◆ **What needs to be done**
All lines holding the string "bitmap" should be copied from the data below.

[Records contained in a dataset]
//! In-memory source for exercising the extraction engine without a network.

use std::collections::{HashMap, HashSet};
use std::sync::atomic::{AtomicUsize, Ordering};

use async_trait::async_trait;
use bytes::Bytes;
use extraction::{ByteRange, ExtractError, GribSource, Result};
use test_utils::SyntheticHrrrFile;

/// Serves synthetic files by URL and counts every call.
#[derive(Default)]
pub struct MockSource {
    files: HashMap<String, (Bytes, Vec<String>)>,
    broken_ranges: HashSet<String>,
    manifest_calls: AtomicUsize,
    range_calls: AtomicUsize,
}

impl MockSource {
    pub fn new() -> Self {
        Self::default()
    }

    pub fn with_file(mut self, file_url: &str, file: &SyntheticHrrrFile) -> Self {
        let (bytes, lines) = file.build();
        self.files
            .insert(file_url.to_string(), (Bytes::from(bytes), lines));
        self
    }

    /// Range requests against `file_url` fail as a server error would.
    pub fn with_broken_ranges(mut self, file_url: &str) -> Self {
        self.broken_ranges.insert(file_url.to_string());
        self
    }

    pub fn manifest_calls(&self) -> usize {
        self.manifest_calls.load(Ordering::SeqCst)
    }

    pub fn range_calls(&self) -> usize {
        self.range_calls.load(Ordering::SeqCst)
    }
}

#[async_trait]
impl GribSource for MockSource {
    async fn fetch_manifest(&self, manifest_url: &str) -> Result<Vec<String>> {
        self.manifest_calls.fetch_add(1, Ordering::SeqCst);

        manifest_url
            .strip_suffix(".idx")
            .and_then(|file_url| self.files.get(file_url))
            .map(|(_, lines)| lines.clone())
            .ok_or_else(|| ExtractError::Unavailable {
                url: manifest_url.to_string(),
            })
    }

    async fn fetch_range(&self, file_url: &str, range: &ByteRange) -> Result<Bytes> {
        self.range_calls.fetch_add(1, Ordering::SeqCst);

        let range_err = |message: &str| ExtractError::RangeFetch {
            url: file_url.to_string(),
            range: range.to_string(),
            message: message.to_string(),
        };

        if self.broken_ranges.contains(file_url) {
            return Err(range_err("HTTP error: 503 Service Unavailable"));
        }
        let (bytes, _) = self
            .files
            .get(file_url)
            .ok_or_else(|| range_err("HTTP error: 404 Not Found"))?;

        // HTTP ranges are inclusive of the end offset
        let start = range.start as usize;
        let end = match range.end {
            Some(end) => (end as usize + 1).min(bytes.len()),
            None => bytes.len(),
        };
        if start >= end {
            return Err(range_err("HTTP error: 416 Range Not Satisfiable"));
        }
        Ok(bytes.slice(start..end))
    }
}
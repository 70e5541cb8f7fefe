//! Error types for the extraction crate.

use grib2_parser::Grib2Error;
use hrrr_common::HrrrError;
use thiserror::Error;

use crate::version::FormatVersion;

/// Errors that can occur while extracting a run.
#[derive(Error, Debug)]
pub enum ExtractError {
    /// The manifest for a file returned 404.
    #[error("File not available: {url}")]
    Unavailable { url: String },

    #[error("Network failure for {url}: {message}")]
    Network { url: String, message: String },

    #[error("Byte-range fetch {range} of {url} failed: {message}")]
    RangeFetch {
        url: String,
        range: String,
        message: String,
    },

    #[error(
        "Unknown format version for {url}: forecast hour {forecast_hour:02} with {message_count} messages"
    )]
    UnknownFormatVersion {
        url: String,
        forecast_hour: u32,
        message_count: usize,
    },

    #[error("Unknown variable: {0}")]
    UnknownVariable(String),

    #[error("No catalog column for format version {0}")]
    NoCatalogColumn(FormatVersion),

    #[error("Malformed manifest line {line}: {reason}")]
    ManifestParse { line: usize, reason: String },

    #[error("Message {ordinal} not listed in manifest of {url}")]
    MissingOrdinal { url: String, ordinal: u32 },

    #[error("Failed to decode message from {url}: {source}")]
    Decode {
        url: String,
        #[source]
        source: Grib2Error,
    },

    #[error("Grid mismatch: {0}")]
    GridMismatch(String),

    /// A column's plan names a read that was never fetched.
    #[error("Value not fetched: {0}")]
    MissingRead(String),

    #[error("Invalid run: {0}")]
    InvalidRun(String),

    #[error("Failed to publish {key}: {message}")]
    Publish { key: String, message: String },

    #[error("Storage failure: {0}")]
    Storage(String),

    #[error("Invalid configuration: {0}")]
    Config(String),

    #[error("Failed to read file: {0}")]
    Io(#[from] std::io::Error),
}

impl ExtractError {
    /// Whether the run should be reported as skipped rather than failed.
    pub fn is_skippable(&self) -> bool {
        matches!(
            self,
            ExtractError::Unavailable { .. } | ExtractError::UnknownFormatVersion { .. }
        )
    }
}

impl From<HrrrError> for ExtractError {
    fn from(err: HrrrError) -> Self {
        match err {
            HrrrError::InvalidRun(msg) | HrrrError::InvalidTime(msg) => {
                ExtractError::InvalidRun(msg)
            }
            HrrrError::StorageError(msg) => ExtractError::Storage(msg),
        }
    }
}

/// Result type for extraction operations.
pub type Result<T> = std::result::Result<T, ExtractError>;
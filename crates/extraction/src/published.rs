//! Runs already present in object storage.

use std::collections::BTreeSet;

use hrrr_common::{RunId, SourceLayout};
use storage::ObjectStorage;
use tracing::{debug, info};

use crate::error::{ExtractError, Result};

/// The set of runs whose records have been published.
#[derive(Debug, Clone, Default)]
pub struct PublishedRuns {
    runs: BTreeSet<RunId>,
}

impl PublishedRuns {
    /// Recognize runs from listed object keys; other keys are ignored.
    pub fn from_keys<'a, I>(layout: &SourceLayout, prefix: &str, keys: I) -> Self
    where
        I: IntoIterator<Item = &'a str>,
    {
        let mut runs = BTreeSet::new();
        for key in keys {
            match layout.parse_output_key(prefix, key) {
                Some(run) => {
                    runs.insert(run);
                }
                None => debug!(key = %key, "Ignoring unrecognized key"),
            }
        }
        Self { runs }
    }

    /// List the output prefix and collect the published runs.
    pub async fn load(storage: &ObjectStorage, layout: &SourceLayout, prefix: &str) -> Result<Self> {
        let keys = storage.list(prefix).await.map_err(|e| ExtractError::Publish {
            key: prefix.to_string(),
            message: e.to_string(),
        })?;
        let published = Self::from_keys(layout, prefix, keys.iter().map(String::as_str));
        info!(prefix = %prefix, count = published.len(), "Listed published runs");
        Ok(published)
    }

    pub fn contains(&self, run: &RunId) -> bool {
        self.runs.contains(run)
    }

    pub fn len(&self) -> usize {
        self.runs.len()
    }

    pub fn is_empty(&self) -> bool {
        self.runs.is_empty()
    }

    /// Candidates not yet published, sorted by analysis time then forecast
    /// hour, without duplicates.
    pub fn pending<I>(&self, candidates: I) -> Vec<RunId>
    where
        I: IntoIterator<Item = RunId>,
    {
        candidates
            .into_iter()
            .filter(|run| !self.contains(run))
            .collect::<BTreeSet<_>>()
            .into_iter()
            .collect()
    }
}
//! The fixed subset of model grid points extracted from every run.

use std::io::Read;
use std::path::Path;
use std::sync::Arc;

use tracing::info;

use crate::error::{ExtractError, Result};

/// Ordered positions into the model's flattened grid.
///
/// Loaded once and shared read-only by every run; cloning is cheap.
#[derive(Debug, Clone, PartialEq, Eq)]
pub struct GridSubset {
    positions: Arc<[usize]>,
}

impl GridSubset {
    pub fn new(positions: Vec<usize>) -> Result<Self> {
        if positions.is_empty() {
            return Err(ExtractError::Config("grid subset is empty".to_string()));
        }
        Ok(Self {
            positions: positions.into(),
        })
    }

    /// Read grid positions from `column` of a CSV with a header row.
    pub fn from_csv_reader<R: Read>(reader: R, column: &str) -> Result<Self> {
        let mut rdr = csv::ReaderBuilder::new().has_headers(true).from_reader(reader);

        let headers = rdr
            .headers()
            .map_err(|e| ExtractError::Config(format!("Failed to read grid header: {}", e)))?;
        let col = headers
            .iter()
            .position(|h| h.trim() == column)
            .ok_or_else(|| ExtractError::Config(format!("grid file has no column {:?}", column)))?;

        let mut positions = Vec::new();
        for (i, record) in rdr.records().enumerate() {
            let record = record
                .map_err(|e| ExtractError::Config(format!("Bad grid row {}: {}", i + 2, e)))?;
            let raw = record.get(col).unwrap_or("").trim();
            let position = raw.parse::<usize>().map_err(|e| {
                ExtractError::Config(format!("Bad grid id {:?} on row {}: {}", raw, i + 2, e))
            })?;
            positions.push(position);
        }

        Self::new(positions)
    }

    pub fn from_path(path: &Path, column: &str) -> Result<Self> {
        let file = std::fs::File::open(path)?;
        let subset = Self::from_csv_reader(file, column)?;
        info!(path = %path.display(), points = subset.len(), "Loaded grid subset");
        Ok(subset)
    }

    pub fn len(&self) -> usize {
        self.positions.len()
    }

    pub fn is_empty(&self) -> bool {
        self.positions.is_empty()
    }

    pub fn positions(&self) -> &[usize] {
        &self.positions
    }

    /// A zero-filled column, for variables absent from a file.
    pub fn zeros(&self) -> Vec<f32> {
        vec![0.0; self.len()]
    }

    /// Values at the subset positions, in subset order.
    pub fn select(&self, values: &[f32]) -> Result<Vec<f32>> {
        self.positions
            .iter()
            .map(|&p| {
                values.get(p).copied().ok_or_else(|| {
                    ExtractError::GridMismatch(format!(
                        "position {} outside grid of {} points",
                        p,
                        values.len()
                    ))
                })
            })
            .collect()
    }
}
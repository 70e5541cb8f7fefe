//! GRIB2 message decoding (WMO FM 92 GRIB Edition 2).
//!
//! Decodes exactly one GRIB2 message, as returned by a byte-range fetch,
//! into a flat list of values in the model's native point order.
//! Simple packing (template 5.0) is unpacked here; other packings, such as
//! the complex packing with spatial differencing used by HRRR, are handed
//! to the `grib` crate.

pub mod sections;
pub mod unpacking;

use std::io::Cursor;

use thiserror::Error;
use tracing::debug;

pub use sections::{DataRepresentation, Indicator};
pub use unpacking::unpack_simple;

/// Errors raised while decoding a GRIB2 message.
#[derive(Debug, Error)]
pub enum Grib2Error {
    #[error("Invalid GRIB2 format: {0}")]
    InvalidFormat(String),

    #[error("Invalid section {section}: {reason}")]
    InvalidSection { section: u8, reason: String },

    #[error("Message truncated: header declares {declared} bytes, got {available}")]
    Truncated { declared: usize, available: usize },

    #[error("Unpacking failed: {0}")]
    UnpackingError(String),

    #[error("Decoding failed: {0}")]
    DecodeError(String),
}

/// Data representation template for simple packing.
const SIMPLE_PACKING: u16 = 0;

/// Decode the first GRIB2 message in `data` into its values.
///
/// Bytes past the length declared in Section 0 are ignored. Points masked
/// out by a bitmap decode as `NaN`.
pub fn decode_message(data: &[u8]) -> Result<Vec<f32>, Grib2Error> {
    let indicator = sections::parse_indicator(data)?;
    let declared = indicator.message_length as usize;
    if declared > data.len() {
        return Err(Grib2Error::Truncated {
            declared,
            available: data.len(),
        });
    }
    let message = &data[..declared];

    let repr = sections::parse_data_representation(message)?;
    debug!(
        template = repr.template_number,
        points = repr.num_data_points,
        trailing_bytes = data.len() - declared,
        "Decoding GRIB2 message"
    );

    if repr.template_number != SIMPLE_PACKING {
        return decode_with_grib_crate(message);
    }

    let num_points = sections::parse_grid_point_count(message)?;
    let bitmap = sections::parse_bitmap(message)?;
    let data_section = sections::parse_data_section(message)?;

    let values = unpack_simple(
        &data_section.data,
        num_points,
        repr.bits_per_value,
        repr.reference_value,
        repr.binary_scale_factor,
        repr.decimal_scale_factor,
        bitmap.as_ref().map(|bm| bm.data.as_ref()),
    )?;

    Ok(values.into_iter().map(|v| v.unwrap_or(f32::NAN)).collect())
}

fn decode_with_grib_crate(message: &[u8]) -> Result<Vec<f32>, Grib2Error> {
    let grib2 = grib::from_reader(Cursor::new(message))
        .map_err(|e| Grib2Error::DecodeError(format!("grib reader: {}", e)))?;

    let (_index, submessage) = grib2
        .iter()
        .next()
        .ok_or_else(|| Grib2Error::DecodeError("no submessage in message".to_string()))?;

    let decoder = grib::Grib2SubmessageDecoder::from(submessage)
        .map_err(|e| Grib2Error::DecodeError(format!("grib decoder: {}", e)))?;
    let values = decoder
        .dispatch()
        .map_err(|e| Grib2Error::DecodeError(format!("grib dispatch: {}", e)))?;

    Ok(values.collect())
}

◆ **Reply to the exercise**
/// out by a bitmap decode as `NaN`.
    let bitmap = sections::parse_bitmap(message)?;
        bitmap.as_ref().map(|bm| bm.data.as_ref()),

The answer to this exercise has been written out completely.